> **Work order**: Whenever the string "Some" appears in a line below, please copy the line out.

[Stored items]
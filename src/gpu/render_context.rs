use std::fmt;

/// Errors that can occur during GPU context initialization.
#[derive(Debug)]
pub enum RenderContextError {
    /// Failed to create a wgpu surface from the window handle.
    SurfaceCreation(wgpu::CreateSurfaceError),
    /// No compatible GPU adapter found.
    AdapterRequest(wgpu::RequestAdapterError),
    /// GPU device request failed (limits or features not met).
    DeviceRequest(wgpu::RequestDeviceError),
    /// Surface configuration not supported by the selected adapter.
    UnsupportedSurface,
}

impl fmt::Display for RenderContextError {
    fn fmt(&self, f: &mut fmt::Formatter<'_>) -> fmt::Result {
        match self {
            Self::SurfaceCreation(e) => {
                write!(f, "surface creation failed: {e}")
            }
            Self::AdapterRequest(e) => {
                write!(f, "no compatible GPU adapter found: {e}")
            }
            Self::DeviceRequest(e) => write!(f, "device request failed: {e}"),
            Self::UnsupportedSurface => {
                write!(f, "surface configuration not supported by adapter")
            }
        }
    }
}

impl std::error::Error for RenderContextError {
    fn source(&self) -> Option<&(dyn std::error::Error + 'static)> {
        match self {
            Self::SurfaceCreation(e) => Some(e),
            Self::AdapterRequest(e) => Some(e),
            Self::DeviceRequest(e) => Some(e),
            Self::UnsupportedSurface => None,
        }
    }
}

/// Owns the core wgpu resources: device, queue, window surface and its
/// configuration.
pub struct RenderContext {
    /// The wgpu logical device.
    pub device: wgpu::Device,
    /// The wgpu command queue.
    pub queue: wgpu::Queue,
    /// The window surface all viewports present into.
    pub surface: wgpu::Surface<'static>,
    /// Current surface configuration (format, size, present mode).
    pub config: wgpu::SurfaceConfiguration,
}

impl RenderContext {
    /// Create a render context for the given window and initial size.
    ///
    /// # Errors
    ///
    /// Returns `RenderContextError` if surface creation, adapter request,
    /// device request, or surface configuration fails.
    pub async fn new(
        window: impl Into<wgpu::SurfaceTarget<'static>>,
        initial_size: (u32, u32),
    ) -> Result<Self, RenderContextError> {
        let instance = wgpu::Instance::default();
        let surface = instance
            .create_surface(window)
            .map_err(RenderContextError::SurfaceCreation)?;

        let adapter = instance
            .request_adapter(&wgpu::RequestAdapterOptions {
                compatible_surface: Some(&surface),
                power_preference: wgpu::PowerPreference::HighPerformance,
                ..Default::default()
            })
            .await
            .map_err(RenderContextError::AdapterRequest)?;
        log::info!("using adapter {:?}", adapter.get_info().name);

        let (device, queue) = adapter
            .request_device(&wgpu::DeviceDescriptor {
                label: Some("Viewer Device"),
                required_features: wgpu::Features::empty(),
                required_limits: wgpu::Limits::default(),
                ..Default::default()
            })
            .await
            .map_err(RenderContextError::DeviceRequest)?;

        let width = initial_size.0.max(1);
        let height = initial_size.1.max(1);
        let mut config = surface
            .get_default_config(&adapter, width, height)
            .ok_or(RenderContextError::UnsupportedSurface)?;
        // Shaders write linear color; prefer an sRGB swapchain.
        let capabilities = surface.get_capabilities(&adapter);
        if let Some(format) = capabilities.formats.iter().copied().find(wgpu::TextureFormat::is_srgb) {
            config.format = format;
        }
        config.present_mode = wgpu::PresentMode::Fifo;

        surface.configure(&device, &config);

        Ok(Self {
            device,
            queue,
            surface,
            config,
        })
    }

    /// The surface texture format.
    #[must_use]
    pub fn format(&self) -> wgpu::TextureFormat {
        self.config.format
    }

    /// Current surface width.
    #[must_use]
    pub fn width(&self) -> u32 {
        self.config.width
    }

    /// Current surface height.
    #[must_use]
    pub fn height(&self) -> u32 {
        self.config.height
    }

    /// Reconfigure the surface for the new window size. Ignores zero-sized
    /// dimensions.
    pub fn resize(&mut self, width: u32, height: u32) {
        if width > 0 && height > 0 {
            self.config.width = width;
            self.config.height = height;
            self.surface.configure(&self.device, &self.config);
        }
    }

    /// Reconfigure with the current size after the surface was lost or
    /// became outdated.
    pub fn reconfigure(&self) {
        self.surface.configure(&self.device, &self.config);
    }

    /// Acquire the next swapchain texture for rendering.
    ///
    /// # Errors
    ///
    /// Returns [`wgpu::SurfaceError`] if the surface is lost, outdated,
    /// or timed out.
    pub fn get_next_frame(&self) -> Result<wgpu::SurfaceTexture, wgpu::SurfaceError> {
        self.surface.get_current_texture()
    }

    /// Create a new command encoder for recording GPU commands.
    #[must_use]
    pub fn create_encoder(&self) -> wgpu::CommandEncoder {
        self.device
            .create_command_encoder(&wgpu::CommandEncoderDescriptor {
                label: Some("Viewport Encoder"),
            })
    }

    /// Finish the encoder and submit its command buffer to the GPU queue.
    pub fn submit(&self, encoder: wgpu::CommandEncoder) {
        let _ = self.queue.submit(std::iter::once(encoder.finish()));
    }
}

> **The completed task**:
            Self::SurfaceCreation(e) => Some(e),
            Self::AdapterRequest(e) => Some(e),
            Self::DeviceRequest(e) => Some(e),
                compatible_surface: Some(&surface),
                label: Some("Viewer Device"),
        if let Some(format) = capabilities.formats.iter().copied().find(wgpu::TextureFormat::is_srgb) {
                label: Some("Viewport Encoder"),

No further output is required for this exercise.